Catch up quick: Central bankers for some of the world's biggest economies presented more dovish messaging than markets had expected, appearing to tilt in favor of lower-for-longer rate policies.

  • Bank officials plainly pushed back on the market’s expectations, which had been evident in rapidly rising sovereign bond yields heading into this latest round of policy meetings.

Why it matters: The bankers signaled they aren’t yet worried about the possibility of long-term runaway inflation.

  • “For the major central banks, this past week was supposed to be the beginning of the end of the pandemic-era policies. But what we got, was just more ‘wait and see’,” Jeff Kleintop, chief global investment strategist at Charles Schwab, tells Axios.

Details: The biggest surprise came from the Bank of England, which on Thursday kept its key rate at 0.1%. That's after numerous bank officials stoked market forecasts for months by hinting that it may be time to raise.

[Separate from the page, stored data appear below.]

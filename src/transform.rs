// ABOUTME: Record transformation from source rows to destination rows
// ABOUTME: Decodes MySQL values into RawCallRecord and normalizes them for fato_chamadas

use anyhow::{anyhow, bail, Context, Result};
use chrono::{NaiveDate, NaiveDateTime};
use mysql_async::{Row, Value};

use crate::model::{NormalizedCallRecord, RawCallRecord};

/// Columns read from the source table, in SELECT order.
pub const SOURCE_COLUMNS: [&str; 6] = [
    "datahora",
    "duracao",
    "fila",
    "holdtime",
    "teleatendente",
    "estado",
];

/// Outcome codes for `estado`. Anything not listed maps to [`UNKNOWN_ESTADO`].
const ESTADO_CODES: [(&str, i32); 2] = [("atendida", 1), ("abandonado", 0)];

pub const UNKNOWN_ESTADO: i32 = -1;

/// Map a raw `estado` to its numeric code.
pub fn estado_code(estado: Option<&str>) -> i32 {
    estado
        .and_then(|value| {
            ESTADO_CODES
                .iter()
                .find(|(name, _)| *name == value)
                .map(|(_, code)| *code)
        })
        .unwrap_or(UNKNOWN_ESTADO)
}

/// Normalize a raw source record into a destination row.
///
/// Pure and total: nulls in `duracao`/`holdtime` become 0, `estado` goes
/// through the closed code table, and `cob` is stamped with `region_code`.
pub fn normalize(raw: &RawCallRecord, region_code: &str) -> NormalizedCallRecord {
    NormalizedCallRecord {
        data: raw.datahora.date(),
        hora: raw.datahora.time(),
        duracao: raw.duracao.unwrap_or(0),
        fila: raw.fila.clone(),
        holdtime: raw.holdtime.unwrap_or(0),
        teleatendente: raw.teleatendente.clone(),
        estado: estado_code(raw.estado.as_deref()),
        cob: region_code.to_string(),
    }
}

/// Normalize a whole page.
pub fn normalize_batch(rows: &[RawCallRecord], region_code: &str) -> Vec<NormalizedCallRecord> {
    rows.iter().map(|raw| normalize(raw, region_code)).collect()
}

impl RawCallRecord {
    /// Decode a MySQL result row.
    ///
    /// Fails when one of [`SOURCE_COLUMNS`] is absent or holds a value that
    /// cannot be interpreted, instead of defaulting it.
    pub fn from_row(row: &Row) -> Result<Self> {
        let columns = row.columns_ref();
        Self::decode(|name| {
            columns
                .iter()
                .position(|c| c.name_str() == name)
                .and_then(|idx| row.as_ref(idx))
        })
    }

    /// Decode from a column lookup. Split out from [`RawCallRecord::from_row`]
    /// so that decoding does not depend on a live result set.
    pub fn decode<'a, F>(lookup: F) -> Result<Self>
    where
        F: Fn(&str) -> Option<&'a Value>,
    {
        let column = |name: &str| {
            lookup(name).ok_or_else(|| anyhow!("Source row is missing required column '{}'", name))
        };

        let datahora = value_to_datetime(column("datahora")?).context("Invalid 'datahora'")?;
        Ok(Self {
            datahora,
            duracao: value_to_seconds(column("duracao")?).context("Invalid 'duracao'")?,
            fila: value_to_text(column("fila")?).context("Invalid 'fila'")?,
            holdtime: value_to_seconds(column("holdtime")?).context("Invalid 'holdtime'")?,
            teleatendente: value_to_text(column("teleatendente")?)
                .context("Invalid 'teleatendente'")?,
            estado: value_to_text(column("estado")?).context("Invalid 'estado'")?,
        })
    }
}

/// Interpret a DATETIME/TIMESTAMP value (binary or text protocol).
pub fn value_to_datetime(value: &Value) -> Result<NaiveDateTime> {
    match value {
        Value::Date(year, month, day, hour, minute, second, micros) => {
            NaiveDate::from_ymd_opt(i32::from(*year), u32::from(*month), u32::from(*day))
                .and_then(|date| {
                    date.and_hms_micro_opt(
                        u32::from(*hour),
                        u32::from(*minute),
                        u32::from(*second),
                        *micros,
                    )
                })
                .ok_or_else(|| {
                    anyhow!(
                        "Out-of-range datetime {:04}-{:02}-{:02} {:02}:{:02}:{:02}",
                        year,
                        month,
                        day,
                        hour,
                        minute,
                        second
                    )
                })
        }
        Value::Bytes(bytes) => {
            let text = std::str::from_utf8(bytes).context("Datetime is not valid UTF-8")?;
            NaiveDateTime::parse_from_str(text, "%Y-%m-%d %H:%M:%S%.f")
                .or_else(|_| NaiveDateTime::parse_from_str(text, "%Y-%m-%dT%H:%M:%S%.f"))
                .with_context(|| format!("Cannot parse datetime '{}'", text))
        }
        Value::NULL => bail!("Datetime is NULL"),
        other => bail!("Unexpected datetime value {:?}", other),
    }
}

/// Interpret a seconds column, truncating any fractional part.
pub fn value_to_seconds(value: &Value) -> Result<Option<i32>> {
    let seconds: i64 = match value {
        Value::NULL => return Ok(None),
        Value::Int(v) => *v,
        Value::UInt(v) => i64::try_from(*v).context("Seconds value overflows")?,
        Value::Float(v) => truncate_float(f64::from(*v))?,
        Value::Double(v) => truncate_float(*v)?,
        Value::Bytes(bytes) => {
            let text = std::str::from_utf8(bytes).context("Seconds value is not valid UTF-8")?;
            let text = text.trim();
            match text.parse::<i64>() {
                Ok(v) => v,
                Err(_) => truncate_float(
                    text.parse::<f64>()
                        .with_context(|| format!("Cannot parse seconds '{}'", text))?,
                )?,
            }
        }
        Value::Time(negative, days, hours, minutes, seconds, _micros) => {
            let total = i64::from(*days) * 86_400
                + i64::from(*hours) * 3_600
                + i64::from(*minutes) * 60
                + i64::from(*seconds);
            if *negative {
                -total
            } else {
                total
            }
        }
        other => bail!("Unexpected seconds value {:?}", other),
    };

    i32::try_from(seconds)
        .map(Some)
        .with_context(|| format!("Seconds value {} does not fit INTEGER", seconds))
}

fn truncate_float(value: f64) -> Result<i64> {
    if !value.is_finite() {
        bail!("Seconds value {} is not finite", value);
    }
    Ok(value.trunc() as i64)
}

/// Interpret a text column. Integer codes are rendered as text.
pub fn value_to_text(value: &Value) -> Result<Option<String>> {
    match value {
        Value::NULL => Ok(None),
        Value::Bytes(bytes) => String::from_utf8(bytes.clone())
            .map(Some)
            .context("Text value is not valid UTF-8"),
        Value::Int(v) => Ok(Some(v.to_string())),
        Value::UInt(v) => Ok(Some(v.to_string())),
        other => bail!("Unexpected text value {:?}", other),
    }
}

/// Encode a timestamp as a MySQL query parameter.
pub fn datetime_to_value(ts: &NaiveDateTime) -> Value {
    use chrono::{Datelike, Timelike};

    Value::Date(
        ts.year() as u16,
        ts.month() as u8,
        ts.day() as u8,
        ts.hour() as u8,
        ts.minute() as u8,
        ts.second() as u8,
        ts.nanosecond() / 1_000,
    )
}

#[cfg(test)]
mod tests {
    use super::*;
    use chrono::NaiveTime;
    use std::collections::HashMap;

    fn ts(s: &str) -> NaiveDateTime {
        NaiveDateTime::parse_from_str(s, "%Y-%m-%d %H:%M:%S").unwrap()
    }

    fn raw(estado: Option<&str>) -> RawCallRecord {
        RawCallRecord {
            datahora: ts("2024-01-01 10:00:00"),
            duracao: Some(30),
            fila: Some("10".to_string()),
            holdtime: Some(2),
            teleatendente: Some("X".to_string()),
            estado: estado.map(str::to_string),
        }
    }

    fn bytes(s: &str) -> Value {
        Value::Bytes(s.as_bytes().to_vec())
    }

    #[test]
    fn test_estado_mapping() {
        assert_eq!(estado_code(Some("atendida")), 1);
        assert_eq!(estado_code(Some("abandonado")), 0);
        assert_eq!(estado_code(None), -1);
        assert_eq!(estado_code(Some("")), -1);
        assert_eq!(estado_code(Some("transferida")), -1);
        // Case matters: the table is closed and exact.
        assert_eq!(estado_code(Some("ATENDIDA")), -1);
    }

    #[test]
    fn test_normalize_splits_datahora_and_stamps_cob() {
        let record = normalize(&raw(Some("atendida")), "52");

        assert_eq!(record.data, NaiveDate::from_ymd_opt(2024, 1, 1).unwrap());
        assert_eq!(record.hora, NaiveTime::from_hms_opt(10, 0, 0).unwrap());
        assert_eq!(record.duracao, 30);
        assert_eq!(record.holdtime, 2);
        assert_eq!(record.fila.as_deref(), Some("10"));
        assert_eq!(record.teleatendente.as_deref(), Some("X"));
        assert_eq!(record.estado, 1);
        assert_eq!(record.cob, "52");
    }

    #[test]
    fn test_normalize_null_durations_become_zero() {
        let mut source = raw(None);
        source.duracao = None;
        source.holdtime = None;

        let record = normalize(&source, "52");
        assert_eq!(record.duracao, 0);
        assert_eq!(record.holdtime, 0);
        assert_eq!(record.estado, -1);

        source.duracao = Some(7);
        source.holdtime = Some(7);
        let record = normalize(&source, "52");
        assert_eq!(record.duracao, 7);
        assert_eq!(record.holdtime, 7);
    }

    #[test]
    fn test_normalize_is_deterministic() {
        let source = raw(Some("abandonado"));
        assert_eq!(normalize(&source, "52"), normalize(&source, "52"));
    }

    #[test]
    fn test_value_to_datetime() {
        assert_eq!(
            value_to_datetime(&Value::Date(2024, 1, 1, 10, 0, 0, 0)).unwrap(),
            ts("2024-01-01 10:00:00")
        );
        assert_eq!(
            value_to_datetime(&bytes("2024-01-01 10:00:00")).unwrap(),
            ts("2024-01-01 10:00:00")
        );
        let fractional = value_to_datetime(&bytes("2024-01-01 10:00:00.250000")).unwrap();
        assert_eq!(fractional.date(), NaiveDate::from_ymd_opt(2024, 1, 1).unwrap());

        assert!(value_to_datetime(&Value::NULL).is_err());
        assert!(value_to_datetime(&Value::Date(0, 0, 0, 0, 0, 0, 0)).is_err());
        assert!(value_to_datetime(&bytes("yesterday")).is_err());
    }

    #[test]
    fn test_value_to_seconds_truncates() {
        assert_eq!(value_to_seconds(&Value::NULL).unwrap(), None);
        assert_eq!(value_to_seconds(&Value::Int(7)).unwrap(), Some(7));
        assert_eq!(value_to_seconds(&Value::UInt(7)).unwrap(), Some(7));
        assert_eq!(value_to_seconds(&Value::Double(7.9)).unwrap(), Some(7));
        assert_eq!(value_to_seconds(&bytes("12")).unwrap(), Some(12));
        assert_eq!(value_to_seconds(&bytes("12.75")).unwrap(), Some(12));
        assert_eq!(
            value_to_seconds(&Value::Time(false, 0, 1, 2, 3, 500_000)).unwrap(),
            Some(3_723)
        );

        assert!(value_to_seconds(&bytes("abc")).is_err());
        assert!(value_to_seconds(&Value::Int(i64::MAX)).is_err());
        assert!(value_to_seconds(&Value::Double(f64::NAN)).is_err());
    }

    #[test]
    fn test_value_to_text() {
        assert_eq!(value_to_text(&Value::NULL).unwrap(), None);
        assert_eq!(value_to_text(&bytes("10")).unwrap(), Some("10".to_string()));
        assert_eq!(value_to_text(&Value::Int(10)).unwrap(), Some("10".to_string()));
        assert!(value_to_text(&Value::Double(1.0)).is_err());
    }

    #[test]
    fn test_decode_row() {
        let mut values = HashMap::new();
        values.insert("datahora", bytes("2024-01-01 10:00:00"));
        values.insert("duracao", Value::NULL);
        values.insert("fila", bytes("10"));
        values.insert("holdtime", Value::Int(5));
        values.insert("teleatendente", bytes("X"));
        values.insert("estado", bytes("atendida"));

        let record = RawCallRecord::decode(|name| values.get(name)).unwrap();
        assert_eq!(record.datahora, ts("2024-01-01 10:00:00"));
        assert_eq!(record.duracao, None);
        assert_eq!(record.holdtime, Some(5));
        assert_eq!(record.estado.as_deref(), Some("atendida"));
    }

    #[test]
    fn test_decode_missing_column_fails() {
        let mut values = HashMap::new();
        values.insert("datahora", bytes("2024-01-01 10:00:00"));
        values.insert("duracao", Value::NULL);

        let err = RawCallRecord::decode(|name| values.get(name)).unwrap_err();
        assert!(err.to_string().contains("missing required column 'fila'"));
    }

    #[test]
    fn test_datetime_to_value() {
        let value = datetime_to_value(&ts("2024-02-29 23:59:58"));
        assert_eq!(value, Value::Date(2024, 2, 29, 23, 59, 58, 0));
        assert_eq!(value_to_datetime(&value).unwrap(), ts("2024-02-29 23:59:58"));
    }
}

  • The European Central bank’s Christine Lagarde rebuffed the idea of even hiking rates next year.
  • The Reserve Bank of Australia kept its bond purchasing program in place, kept rates steady, and said it still may not hike rates before 2024. After its bond yields went dramatically higher, the RBA deliberately tried to tamp down market enthusiasm for an early rate hike, says Daniela Mardarovici, co-head of U.S. multisector fixed income at Macquarie Asset Management.

Stateside, the market had increasingly signaled that rate hikes could come as soon as mid-2022 — but during his Wednesday speech, Powell punted on the issue. He said liftoff wasn’t even discussed at the Fed’s committee meeting.

  • In the day or so after the speech, Treasury yields retreated.

The big picture: "The message here is that policymakers are not afraid to push back against market expectations, even after they made some hawkish comments," Kleintop notes.

  • And while central banks are less convinced than they were earlier this year that inflation will be quick to fade — they’re also signaling that they don’t think raising rates now is the antidote for what’s driving prices higher, he adds.

What we're watching: The timing. If the world’s major economies all begin tightening around the same time, it could lead to liquidity pressures or some level of sell-off in risk assets, Mardarovici says.